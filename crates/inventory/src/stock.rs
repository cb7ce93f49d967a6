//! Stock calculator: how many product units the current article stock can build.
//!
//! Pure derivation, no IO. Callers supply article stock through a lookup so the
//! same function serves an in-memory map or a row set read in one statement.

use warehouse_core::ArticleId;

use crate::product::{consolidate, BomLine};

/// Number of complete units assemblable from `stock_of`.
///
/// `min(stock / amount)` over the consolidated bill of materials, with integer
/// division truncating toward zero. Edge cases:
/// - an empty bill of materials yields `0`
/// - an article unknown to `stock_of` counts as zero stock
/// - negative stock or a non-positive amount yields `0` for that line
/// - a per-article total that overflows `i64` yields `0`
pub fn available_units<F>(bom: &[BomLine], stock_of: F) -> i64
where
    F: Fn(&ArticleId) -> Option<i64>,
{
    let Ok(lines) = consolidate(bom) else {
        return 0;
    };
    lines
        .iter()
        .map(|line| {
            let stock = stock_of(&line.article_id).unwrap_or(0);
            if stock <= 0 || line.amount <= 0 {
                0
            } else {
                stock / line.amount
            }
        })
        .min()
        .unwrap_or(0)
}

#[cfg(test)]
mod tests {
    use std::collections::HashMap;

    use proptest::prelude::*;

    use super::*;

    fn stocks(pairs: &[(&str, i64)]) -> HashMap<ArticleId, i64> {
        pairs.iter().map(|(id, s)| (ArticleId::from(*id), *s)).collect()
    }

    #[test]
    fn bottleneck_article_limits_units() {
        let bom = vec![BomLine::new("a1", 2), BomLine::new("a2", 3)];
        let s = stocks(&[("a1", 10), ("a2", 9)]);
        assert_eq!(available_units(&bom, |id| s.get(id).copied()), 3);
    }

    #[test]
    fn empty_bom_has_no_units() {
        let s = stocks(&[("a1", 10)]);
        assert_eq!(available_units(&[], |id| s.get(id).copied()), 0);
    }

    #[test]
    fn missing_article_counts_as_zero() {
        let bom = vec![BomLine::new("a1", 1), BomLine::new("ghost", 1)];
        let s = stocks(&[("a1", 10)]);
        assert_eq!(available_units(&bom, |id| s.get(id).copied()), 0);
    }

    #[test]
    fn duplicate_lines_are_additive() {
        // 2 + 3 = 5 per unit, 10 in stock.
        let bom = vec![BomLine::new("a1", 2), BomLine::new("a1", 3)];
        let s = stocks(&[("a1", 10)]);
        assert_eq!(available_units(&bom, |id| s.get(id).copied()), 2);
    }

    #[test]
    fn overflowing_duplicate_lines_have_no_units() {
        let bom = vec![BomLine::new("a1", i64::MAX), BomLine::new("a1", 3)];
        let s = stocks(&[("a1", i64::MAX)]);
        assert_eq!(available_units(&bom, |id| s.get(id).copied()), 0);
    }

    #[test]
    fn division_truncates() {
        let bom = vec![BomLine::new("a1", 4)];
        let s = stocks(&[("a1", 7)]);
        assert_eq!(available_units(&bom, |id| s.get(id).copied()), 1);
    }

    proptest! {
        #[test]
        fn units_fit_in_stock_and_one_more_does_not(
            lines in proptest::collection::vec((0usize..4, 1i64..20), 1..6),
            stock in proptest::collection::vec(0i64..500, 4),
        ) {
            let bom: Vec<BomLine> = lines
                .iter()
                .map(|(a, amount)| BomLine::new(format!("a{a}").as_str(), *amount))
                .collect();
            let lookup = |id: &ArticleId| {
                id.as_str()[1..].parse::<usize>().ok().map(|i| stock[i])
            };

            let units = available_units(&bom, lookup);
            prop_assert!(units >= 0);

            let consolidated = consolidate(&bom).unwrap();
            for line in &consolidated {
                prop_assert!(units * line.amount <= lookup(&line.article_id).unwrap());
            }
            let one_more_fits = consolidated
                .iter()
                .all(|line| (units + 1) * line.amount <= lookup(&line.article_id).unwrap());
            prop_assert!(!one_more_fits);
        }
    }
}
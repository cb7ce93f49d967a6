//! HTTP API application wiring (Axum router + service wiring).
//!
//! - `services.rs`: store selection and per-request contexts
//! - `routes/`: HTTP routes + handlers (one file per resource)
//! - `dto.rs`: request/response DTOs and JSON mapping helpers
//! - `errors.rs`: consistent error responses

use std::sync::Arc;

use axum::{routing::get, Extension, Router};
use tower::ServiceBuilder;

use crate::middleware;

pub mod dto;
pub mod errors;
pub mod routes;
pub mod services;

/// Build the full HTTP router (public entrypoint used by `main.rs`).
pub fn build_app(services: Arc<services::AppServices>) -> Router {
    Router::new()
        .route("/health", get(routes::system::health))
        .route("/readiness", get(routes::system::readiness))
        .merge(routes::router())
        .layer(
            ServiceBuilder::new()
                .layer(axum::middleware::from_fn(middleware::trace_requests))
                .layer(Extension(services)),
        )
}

--------------------

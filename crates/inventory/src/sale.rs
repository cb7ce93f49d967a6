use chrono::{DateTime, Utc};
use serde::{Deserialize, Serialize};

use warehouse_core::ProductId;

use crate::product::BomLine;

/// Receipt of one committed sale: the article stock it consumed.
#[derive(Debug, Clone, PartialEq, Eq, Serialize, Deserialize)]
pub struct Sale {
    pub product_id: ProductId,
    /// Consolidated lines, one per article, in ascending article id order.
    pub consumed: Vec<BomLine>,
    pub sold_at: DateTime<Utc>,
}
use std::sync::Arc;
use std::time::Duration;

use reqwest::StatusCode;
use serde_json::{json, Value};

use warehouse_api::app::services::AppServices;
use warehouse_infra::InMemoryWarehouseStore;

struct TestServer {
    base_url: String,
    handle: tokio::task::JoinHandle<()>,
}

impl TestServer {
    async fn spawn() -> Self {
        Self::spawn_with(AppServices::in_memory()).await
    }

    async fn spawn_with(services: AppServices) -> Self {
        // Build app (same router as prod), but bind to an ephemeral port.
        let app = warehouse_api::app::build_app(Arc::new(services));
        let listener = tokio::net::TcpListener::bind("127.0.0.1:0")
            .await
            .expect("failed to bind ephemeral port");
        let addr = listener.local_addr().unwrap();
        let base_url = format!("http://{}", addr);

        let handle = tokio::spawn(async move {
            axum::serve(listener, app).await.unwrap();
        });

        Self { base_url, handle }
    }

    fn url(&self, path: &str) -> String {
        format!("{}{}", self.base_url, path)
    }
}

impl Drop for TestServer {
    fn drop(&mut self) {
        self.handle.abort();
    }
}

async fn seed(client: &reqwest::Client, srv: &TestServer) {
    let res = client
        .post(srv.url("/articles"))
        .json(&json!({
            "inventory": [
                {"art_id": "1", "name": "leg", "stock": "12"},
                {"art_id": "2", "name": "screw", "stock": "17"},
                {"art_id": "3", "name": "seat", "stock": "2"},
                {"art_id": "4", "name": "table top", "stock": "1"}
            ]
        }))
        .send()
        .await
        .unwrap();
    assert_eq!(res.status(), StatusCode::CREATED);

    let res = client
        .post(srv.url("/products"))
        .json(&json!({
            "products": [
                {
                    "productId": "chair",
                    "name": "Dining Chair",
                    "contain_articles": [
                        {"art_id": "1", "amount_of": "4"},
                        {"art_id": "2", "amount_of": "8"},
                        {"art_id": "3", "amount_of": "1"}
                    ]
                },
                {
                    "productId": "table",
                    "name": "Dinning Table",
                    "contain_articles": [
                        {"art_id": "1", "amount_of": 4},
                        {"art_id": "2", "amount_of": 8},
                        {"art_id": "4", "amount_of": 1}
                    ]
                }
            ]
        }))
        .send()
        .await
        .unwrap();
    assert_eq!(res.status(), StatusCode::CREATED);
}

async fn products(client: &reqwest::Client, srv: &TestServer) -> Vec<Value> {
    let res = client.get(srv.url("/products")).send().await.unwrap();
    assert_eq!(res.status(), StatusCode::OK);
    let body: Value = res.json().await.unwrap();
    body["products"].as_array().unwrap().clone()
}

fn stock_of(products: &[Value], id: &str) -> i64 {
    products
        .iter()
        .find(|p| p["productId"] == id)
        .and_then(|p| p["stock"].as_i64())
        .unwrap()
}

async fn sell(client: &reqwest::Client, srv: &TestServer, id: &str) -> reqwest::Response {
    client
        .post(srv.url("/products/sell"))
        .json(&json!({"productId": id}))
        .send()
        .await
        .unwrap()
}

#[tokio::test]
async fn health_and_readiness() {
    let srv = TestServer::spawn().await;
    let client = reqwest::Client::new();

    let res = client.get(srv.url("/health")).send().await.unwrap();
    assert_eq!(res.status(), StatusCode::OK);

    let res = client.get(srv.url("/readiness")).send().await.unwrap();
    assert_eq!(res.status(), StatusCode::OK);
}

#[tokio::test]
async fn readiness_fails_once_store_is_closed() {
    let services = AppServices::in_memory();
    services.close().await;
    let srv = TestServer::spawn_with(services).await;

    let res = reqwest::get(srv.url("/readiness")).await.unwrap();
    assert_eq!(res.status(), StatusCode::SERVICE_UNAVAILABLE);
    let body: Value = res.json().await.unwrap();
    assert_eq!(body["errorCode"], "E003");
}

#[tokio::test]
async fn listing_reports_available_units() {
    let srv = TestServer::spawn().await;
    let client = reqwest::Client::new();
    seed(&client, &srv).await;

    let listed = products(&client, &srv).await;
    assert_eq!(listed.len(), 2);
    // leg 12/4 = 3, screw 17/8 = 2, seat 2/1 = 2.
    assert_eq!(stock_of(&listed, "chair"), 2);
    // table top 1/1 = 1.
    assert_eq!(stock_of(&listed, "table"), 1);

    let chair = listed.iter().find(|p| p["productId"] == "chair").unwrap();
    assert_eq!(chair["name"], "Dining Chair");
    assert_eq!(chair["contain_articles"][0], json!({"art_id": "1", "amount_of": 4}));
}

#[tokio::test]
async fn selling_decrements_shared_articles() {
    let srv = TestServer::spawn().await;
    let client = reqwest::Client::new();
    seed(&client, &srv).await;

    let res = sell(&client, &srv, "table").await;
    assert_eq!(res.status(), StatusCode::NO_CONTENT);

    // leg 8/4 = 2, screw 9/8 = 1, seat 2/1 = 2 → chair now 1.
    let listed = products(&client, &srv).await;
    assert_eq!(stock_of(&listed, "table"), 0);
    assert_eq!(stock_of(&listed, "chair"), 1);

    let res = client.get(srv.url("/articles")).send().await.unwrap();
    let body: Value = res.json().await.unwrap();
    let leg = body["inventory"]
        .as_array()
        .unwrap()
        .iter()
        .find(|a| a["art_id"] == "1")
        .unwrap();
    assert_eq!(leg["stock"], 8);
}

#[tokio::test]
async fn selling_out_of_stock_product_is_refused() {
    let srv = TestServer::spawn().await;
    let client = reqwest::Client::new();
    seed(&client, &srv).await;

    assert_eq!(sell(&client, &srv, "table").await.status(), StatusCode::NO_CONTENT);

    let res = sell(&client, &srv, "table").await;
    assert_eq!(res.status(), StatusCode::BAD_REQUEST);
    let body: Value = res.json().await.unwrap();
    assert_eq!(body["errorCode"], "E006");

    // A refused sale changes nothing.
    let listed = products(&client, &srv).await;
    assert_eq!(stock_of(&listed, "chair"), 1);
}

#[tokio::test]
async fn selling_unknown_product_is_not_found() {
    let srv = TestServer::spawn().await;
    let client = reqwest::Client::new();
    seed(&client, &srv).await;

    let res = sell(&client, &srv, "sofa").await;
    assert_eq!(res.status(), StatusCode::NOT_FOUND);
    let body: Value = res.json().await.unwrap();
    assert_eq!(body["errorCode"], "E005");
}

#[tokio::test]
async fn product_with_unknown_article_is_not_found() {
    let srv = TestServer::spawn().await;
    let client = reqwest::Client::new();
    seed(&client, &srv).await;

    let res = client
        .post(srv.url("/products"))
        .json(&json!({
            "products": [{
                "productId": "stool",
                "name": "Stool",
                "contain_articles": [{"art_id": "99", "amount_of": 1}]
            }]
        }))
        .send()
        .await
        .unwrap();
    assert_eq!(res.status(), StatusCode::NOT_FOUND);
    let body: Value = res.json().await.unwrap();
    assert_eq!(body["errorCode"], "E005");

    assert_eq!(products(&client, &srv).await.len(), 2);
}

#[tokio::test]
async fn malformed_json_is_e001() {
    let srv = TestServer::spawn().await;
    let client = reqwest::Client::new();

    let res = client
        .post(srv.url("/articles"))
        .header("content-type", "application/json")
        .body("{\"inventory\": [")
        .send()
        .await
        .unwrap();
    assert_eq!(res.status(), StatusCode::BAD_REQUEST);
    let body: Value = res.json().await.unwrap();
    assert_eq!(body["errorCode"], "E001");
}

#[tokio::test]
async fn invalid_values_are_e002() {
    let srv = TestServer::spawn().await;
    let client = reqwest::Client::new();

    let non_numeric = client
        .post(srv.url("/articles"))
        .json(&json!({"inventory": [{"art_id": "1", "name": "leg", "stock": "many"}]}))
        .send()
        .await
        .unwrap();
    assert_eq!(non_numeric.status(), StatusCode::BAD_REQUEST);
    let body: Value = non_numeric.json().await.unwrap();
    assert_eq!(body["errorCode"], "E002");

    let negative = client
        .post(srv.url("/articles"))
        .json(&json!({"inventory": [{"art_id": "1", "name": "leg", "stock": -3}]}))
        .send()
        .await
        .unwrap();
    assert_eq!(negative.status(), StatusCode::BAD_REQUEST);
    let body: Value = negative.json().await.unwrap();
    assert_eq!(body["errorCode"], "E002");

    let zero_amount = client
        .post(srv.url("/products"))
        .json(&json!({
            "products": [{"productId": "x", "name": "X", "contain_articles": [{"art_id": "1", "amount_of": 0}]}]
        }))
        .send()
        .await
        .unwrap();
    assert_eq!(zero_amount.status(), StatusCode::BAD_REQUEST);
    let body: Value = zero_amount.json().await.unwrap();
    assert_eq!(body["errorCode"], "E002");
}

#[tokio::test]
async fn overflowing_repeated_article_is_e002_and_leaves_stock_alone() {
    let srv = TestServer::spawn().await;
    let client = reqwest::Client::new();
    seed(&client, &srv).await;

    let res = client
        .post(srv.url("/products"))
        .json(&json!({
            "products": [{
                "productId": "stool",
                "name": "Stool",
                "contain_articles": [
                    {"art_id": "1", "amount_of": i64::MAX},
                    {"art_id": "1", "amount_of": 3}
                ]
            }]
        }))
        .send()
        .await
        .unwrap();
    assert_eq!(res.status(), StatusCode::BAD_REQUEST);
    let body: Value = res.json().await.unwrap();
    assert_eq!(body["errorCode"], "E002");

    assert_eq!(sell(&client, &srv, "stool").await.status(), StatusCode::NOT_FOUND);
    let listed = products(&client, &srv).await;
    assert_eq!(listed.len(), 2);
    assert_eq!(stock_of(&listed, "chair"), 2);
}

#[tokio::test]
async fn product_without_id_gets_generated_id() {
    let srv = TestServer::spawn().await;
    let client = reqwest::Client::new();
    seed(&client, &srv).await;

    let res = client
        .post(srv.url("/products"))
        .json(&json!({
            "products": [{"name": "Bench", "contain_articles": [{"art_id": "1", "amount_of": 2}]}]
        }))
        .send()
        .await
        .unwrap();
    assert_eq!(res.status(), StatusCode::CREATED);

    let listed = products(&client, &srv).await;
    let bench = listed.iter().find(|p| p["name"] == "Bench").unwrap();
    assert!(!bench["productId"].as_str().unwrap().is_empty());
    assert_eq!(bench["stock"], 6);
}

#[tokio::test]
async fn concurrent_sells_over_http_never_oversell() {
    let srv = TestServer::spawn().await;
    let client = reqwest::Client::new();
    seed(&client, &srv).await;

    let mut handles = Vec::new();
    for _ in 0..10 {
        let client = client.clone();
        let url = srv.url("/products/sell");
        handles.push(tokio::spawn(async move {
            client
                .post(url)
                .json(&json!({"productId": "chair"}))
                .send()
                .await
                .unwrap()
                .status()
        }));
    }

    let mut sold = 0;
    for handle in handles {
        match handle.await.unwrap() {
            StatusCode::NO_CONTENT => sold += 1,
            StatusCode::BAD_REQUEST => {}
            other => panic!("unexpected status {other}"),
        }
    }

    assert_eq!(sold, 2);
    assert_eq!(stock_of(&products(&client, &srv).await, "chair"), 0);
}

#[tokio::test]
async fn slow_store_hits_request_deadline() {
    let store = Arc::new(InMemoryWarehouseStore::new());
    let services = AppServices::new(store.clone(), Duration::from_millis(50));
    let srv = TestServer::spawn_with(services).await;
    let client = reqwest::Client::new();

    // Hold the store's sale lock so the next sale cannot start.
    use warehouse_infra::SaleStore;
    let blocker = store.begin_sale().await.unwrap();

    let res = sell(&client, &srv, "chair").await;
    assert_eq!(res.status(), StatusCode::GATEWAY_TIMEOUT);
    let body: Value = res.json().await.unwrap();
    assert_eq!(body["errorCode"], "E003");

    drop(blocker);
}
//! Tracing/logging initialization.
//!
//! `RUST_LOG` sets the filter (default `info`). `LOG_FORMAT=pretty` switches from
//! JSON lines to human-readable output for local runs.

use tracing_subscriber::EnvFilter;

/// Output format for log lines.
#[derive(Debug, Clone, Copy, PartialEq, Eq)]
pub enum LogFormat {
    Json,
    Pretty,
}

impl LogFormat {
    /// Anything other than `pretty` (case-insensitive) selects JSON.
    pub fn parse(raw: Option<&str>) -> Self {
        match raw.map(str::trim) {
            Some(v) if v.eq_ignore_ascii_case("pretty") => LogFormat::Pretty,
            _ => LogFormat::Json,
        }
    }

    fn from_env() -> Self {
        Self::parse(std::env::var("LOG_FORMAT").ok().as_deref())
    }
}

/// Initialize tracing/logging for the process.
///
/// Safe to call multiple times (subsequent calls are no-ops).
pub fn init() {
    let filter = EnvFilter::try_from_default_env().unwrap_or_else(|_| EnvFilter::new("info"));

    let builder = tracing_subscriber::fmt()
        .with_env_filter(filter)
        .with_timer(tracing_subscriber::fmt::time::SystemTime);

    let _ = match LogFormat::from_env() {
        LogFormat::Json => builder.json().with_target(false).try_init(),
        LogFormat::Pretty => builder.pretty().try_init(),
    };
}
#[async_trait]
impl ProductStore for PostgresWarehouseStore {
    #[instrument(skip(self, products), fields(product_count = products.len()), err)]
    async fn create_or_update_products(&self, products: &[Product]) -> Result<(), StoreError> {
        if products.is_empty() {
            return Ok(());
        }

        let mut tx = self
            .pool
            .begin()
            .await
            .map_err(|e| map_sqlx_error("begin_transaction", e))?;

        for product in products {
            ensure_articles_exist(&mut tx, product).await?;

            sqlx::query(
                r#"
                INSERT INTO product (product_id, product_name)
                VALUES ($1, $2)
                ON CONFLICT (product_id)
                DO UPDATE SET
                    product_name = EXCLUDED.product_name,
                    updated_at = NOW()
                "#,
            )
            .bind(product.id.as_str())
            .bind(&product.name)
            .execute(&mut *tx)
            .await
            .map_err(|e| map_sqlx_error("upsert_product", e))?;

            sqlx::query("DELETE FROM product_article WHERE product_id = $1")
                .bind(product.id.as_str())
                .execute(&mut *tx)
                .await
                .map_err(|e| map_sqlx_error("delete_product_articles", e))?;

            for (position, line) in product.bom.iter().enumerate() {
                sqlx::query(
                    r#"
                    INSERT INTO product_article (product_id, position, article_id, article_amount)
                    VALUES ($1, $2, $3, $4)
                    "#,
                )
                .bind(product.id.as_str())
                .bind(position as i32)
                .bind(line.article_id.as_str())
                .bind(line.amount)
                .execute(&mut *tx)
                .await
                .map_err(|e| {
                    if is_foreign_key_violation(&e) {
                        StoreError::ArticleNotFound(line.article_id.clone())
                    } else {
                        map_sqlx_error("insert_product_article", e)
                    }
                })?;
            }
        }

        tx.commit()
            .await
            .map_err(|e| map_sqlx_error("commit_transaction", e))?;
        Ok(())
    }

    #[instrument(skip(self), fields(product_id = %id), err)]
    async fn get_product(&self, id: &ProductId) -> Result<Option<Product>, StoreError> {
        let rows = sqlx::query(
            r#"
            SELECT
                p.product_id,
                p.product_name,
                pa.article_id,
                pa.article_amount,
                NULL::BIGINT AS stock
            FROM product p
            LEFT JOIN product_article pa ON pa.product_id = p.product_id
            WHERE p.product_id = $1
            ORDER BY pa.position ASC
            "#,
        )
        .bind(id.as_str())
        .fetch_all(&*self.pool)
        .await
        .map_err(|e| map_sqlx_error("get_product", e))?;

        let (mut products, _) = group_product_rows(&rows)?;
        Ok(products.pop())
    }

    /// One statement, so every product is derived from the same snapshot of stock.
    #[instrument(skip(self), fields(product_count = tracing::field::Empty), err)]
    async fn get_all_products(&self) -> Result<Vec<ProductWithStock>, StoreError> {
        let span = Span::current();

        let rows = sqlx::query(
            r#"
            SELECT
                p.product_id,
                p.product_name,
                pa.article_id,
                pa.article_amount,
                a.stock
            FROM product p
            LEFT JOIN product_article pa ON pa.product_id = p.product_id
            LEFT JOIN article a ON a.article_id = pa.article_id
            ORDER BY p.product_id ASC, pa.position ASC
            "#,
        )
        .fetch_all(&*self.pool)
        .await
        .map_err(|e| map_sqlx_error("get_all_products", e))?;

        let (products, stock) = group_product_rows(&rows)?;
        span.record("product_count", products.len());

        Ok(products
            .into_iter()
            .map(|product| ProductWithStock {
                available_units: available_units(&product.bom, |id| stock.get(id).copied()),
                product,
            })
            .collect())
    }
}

--------------------

Problem description: Above are the records. Copy every line in them holding "match".

Answer to this task:
        match handle.await.unwrap() {
        match raw.map(str::trim) {
    let _ = match LogFormat::from_env() {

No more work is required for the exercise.